《TAIPEI TIMES》 Unpaid leave for jab policy begins
An exam proctor wearing personal protective equipment supervises a student of Haishan High School in a New Taipei City Education Department drill yesterday simulating what to do during an examination if a student is found to have a fever. Photo: CNA
UP TO TWO DAYS: Minister of Health and Welfare Chen Shih-chung said that most who got the shot and felt discomfort only felt ill for the first two days
By Lee I-chia / Staff reporter
Employees can ask for unpaid COVID-19 vaccination leave, from the day of their shot until the end of the next day, the Central Epidemic Command Center （CECC） announced yesterday, adding that the policy takes effect immediately.
“The policy of unpaid COVID-19 vaccination leave will be implemented starting on May 5, and all workers and civil servants will be eligible,” Minister of Health and Welfare Chen Shih-chung （陳時中）, who heads the center, told a news conference.
Leave can be taken on the day of vaccination and if recipients feel discomfort after getting the shot, they can extend the leave to all of the next day, he said.
“People only need to provide their COVID-19 vaccine record card to apply for the leave,” Chen said, adding that they would not need to provide a medical certificate or other documents as evidence.
“Employers will not be allowed to deny workers’ applications, or count the leave as an absence or another type of leave, and they are not allowed to withhold an applicant’s perfect attendance bonus, dismiss the applicant or impose other punishments on the applicant,” he said.
“Government agencies will not be allowed to refuse civil servants’ leave applications, or let the leave affect an applicant’s performance evaluation score, or impose other types of punishment on the applicant,” Chen added.

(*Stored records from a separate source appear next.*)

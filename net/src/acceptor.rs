//! Listening-socket owner: accepts connections on the acceptor loop.

use std::io;
use std::net::SocketAddr;
use std::os::unix::io::OwnedFd;
use std::sync::Arc;
use std::time::Instant;

use parking_lot::Mutex;
use tracing::{debug, error, warn};

use crate::address::Address;
use crate::dispatcher::{Dispatcher, EventKind};
use crate::error::Result;
use crate::event_loop::EventLoop;
use crate::metrics::CONNECTIONS_ACCEPTED;
use crate::socket::{SocketHandle, DEFAULT_BACKLOG};

/// Invoked once per accepted descriptor with its peer address.
pub type NewConnectionCallback = Box<dyn Fn(OwnedFd, SocketAddr) + Send>;

/// Owns the listening descriptor and its dispatcher on the acceptor loop.
///
/// On readable readiness the acceptor drains the kernel queue: with a
/// level-triggered facility a single `accept` per fire would fall behind
/// under bursty connect load.
pub struct Acceptor {
    owner: Arc<EventLoop>,
    socket: Arc<SocketHandle>,
    dispatcher: Arc<Dispatcher>,
    on_connection: Mutex<Option<NewConnectionCallback>>,
}

impl Acceptor {
    /// Build the listener (SO_REUSEADDR, SO_REUSEPORT and TCP_NODELAY set
    /// before bind/listen) and wrap it in a dispatcher on `owner`.
    ///
    /// The dispatcher stays detached until [`Acceptor::start`].
    pub fn new(owner: Arc<EventLoop>, addr: &Address) -> Result<Arc<Self>> {
        let socket = SocketHandle::new_stream()?;
        socket.set_reuse_address()?;
        socket.set_reuse_port()?;
        socket.set_nodelay()?;
        socket.set_nonblocking()?;
        socket.bind(addr)?;
        socket.listen(DEFAULT_BACKLOG)?;
        let socket = Arc::new(socket);
        debug!(addr = %addr, "listener bound");

        let acceptor = Arc::new_cyclic(|weak: &std::sync::Weak<Acceptor>| {
            let dispatcher = Arc::new(Dispatcher::new(socket.clone(), &owner));
            let weak = weak.clone();
            dispatcher.set_handler(EventKind::Readable, move |now| {
                if let Some(acceptor) = weak.upgrade() {
                    acceptor.handle_accept(now)
                } else {
                    Ok(())
                }
            });
            Self {
                owner,
                socket,
                dispatcher,
                on_connection: Mutex::new(None),
            }
        });
        Ok(acceptor)
    }

    /// Register the callback that receives accepted descriptors. Must be
    /// set before `start`; descriptors accepted without one are closed.
    pub fn set_new_connection_callback(&self, callback: NewConnectionCallback) {
        *self.on_connection.lock() = Some(callback);
    }

    /// Arm the listening descriptor for readable readiness.
    pub fn start(self: &Arc<Self>) {
        let acceptor = self.clone();
        self.owner.run_in_loop(move || {
            if let Err(e) = acceptor.dispatcher.enable_reading() {
                error!(error = %e, "failed to arm acceptor");
            }
        });
    }

    /// Detach the listening descriptor from the poller.
    pub fn stop(self: &Arc<Self>) {
        let acceptor = self.clone();
        self.owner.run_in_loop(move || {
            if let Err(e) = acceptor.dispatcher.remove() {
                debug!(error = %e, "acceptor already detached");
            }
        });
    }

    pub fn local_addr(&self) -> io::Result<SocketAddr> {
        self.socket.local_addr()
    }

    /// Accept until the kernel reports an empty queue.
    fn handle_accept(&self, _now: Instant) -> Result<()> {
        loop {
            match self.socket.accept() {
                Ok((fd, peer)) => {
                    CONNECTIONS_ACCEPTED.increment();
                    let callback = self.on_connection.lock();
                    match callback.as_ref() {
                        Some(callback) => callback(fd, peer),
                        None => {
                            warn!(peer = %peer, "no new-connection callback, dropping");
                        }
                    }
                }
                Err(e) if e.kind() == io::ErrorKind::WouldBlock => break,
                Err(e) if e.kind() == io::ErrorKind::Interrupted => continue,
                Err(e) => {
                    // Transient exhaustion (EMFILE and friends) must not
                    // take the loop down; the fire will repeat.
                    warn!(error = %e, "accept failed");
                    break;
                }
            }
        }
        Ok(())
    }
}

impl std::fmt::Debug for Acceptor {
    fn fmt(&self, f: &mut std::fmt::Formatter<'_>) -> std::fmt::Result {
        f.debug_struct("Acceptor")
            .field("fd", &self.dispatcher.fd())
            .field("armed", &self.dispatcher.is_registered())
            .finish()
    }
}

Most of those who have gotten vaccinated and felt discomfort only reported feeling ill during the first two days, so the leave covers two days, Chen said, adding that other forms of leave would need to be used to extend beyond two days.
Employers are not required to offer paid leave, but the center would “of course be thankful” if employers did pay their workers during the leave, Chen said.
The policy, which encourages people to get vaccinated to boost the effectiveness of disease prevention in Taiwan, resulted from discussions among the Ministry of Labor, the Directorate-General of Personnel Administration, the Ministry of Justice, and the Ministry of Civil Service, the center said.
Tuesday saw the highest number of COVID-19 vaccines administered, with 3,401 people receiving government-funded shots and 1,914 people receiving self-pay shots, said Centers for Disease Control Deputy Director-General Chuang Jen-hsiang （莊人祥）, who is the CECC’s spokesperson.
So far, 60,931 people have been vaccinated: 49,975 people have received government-funded shots and 17,956 self-pay shots, he said.
As 199,200 doses of the AstraZeneca vaccine are to expire on May 31, more than 8,000 doses must be administered daily, Chen said, adding that vaccine eligibility is certain to be expanded.
More self-pay doses are to be released — 20,000 have been released — so that the program can continue without stopping, Chen added.
As previously announced, a batch of the Moderna vaccine is to arrive this month, Chen said, adding that although the center does not have an arrival date, it has not been informed of a delay.
The Moderna vaccine has been given Emergency Use Authorization by the Food and Drug Administration, he added.
Taiwan had no locally transmitted cases of COVID-19 yesterday, Chen said, but there were seven imported cases: a female worker from the Philippines; two fishermen, a female student and a male student from Indonesia; a Japanese businessman; and a Taiwanese man who had been working in the US.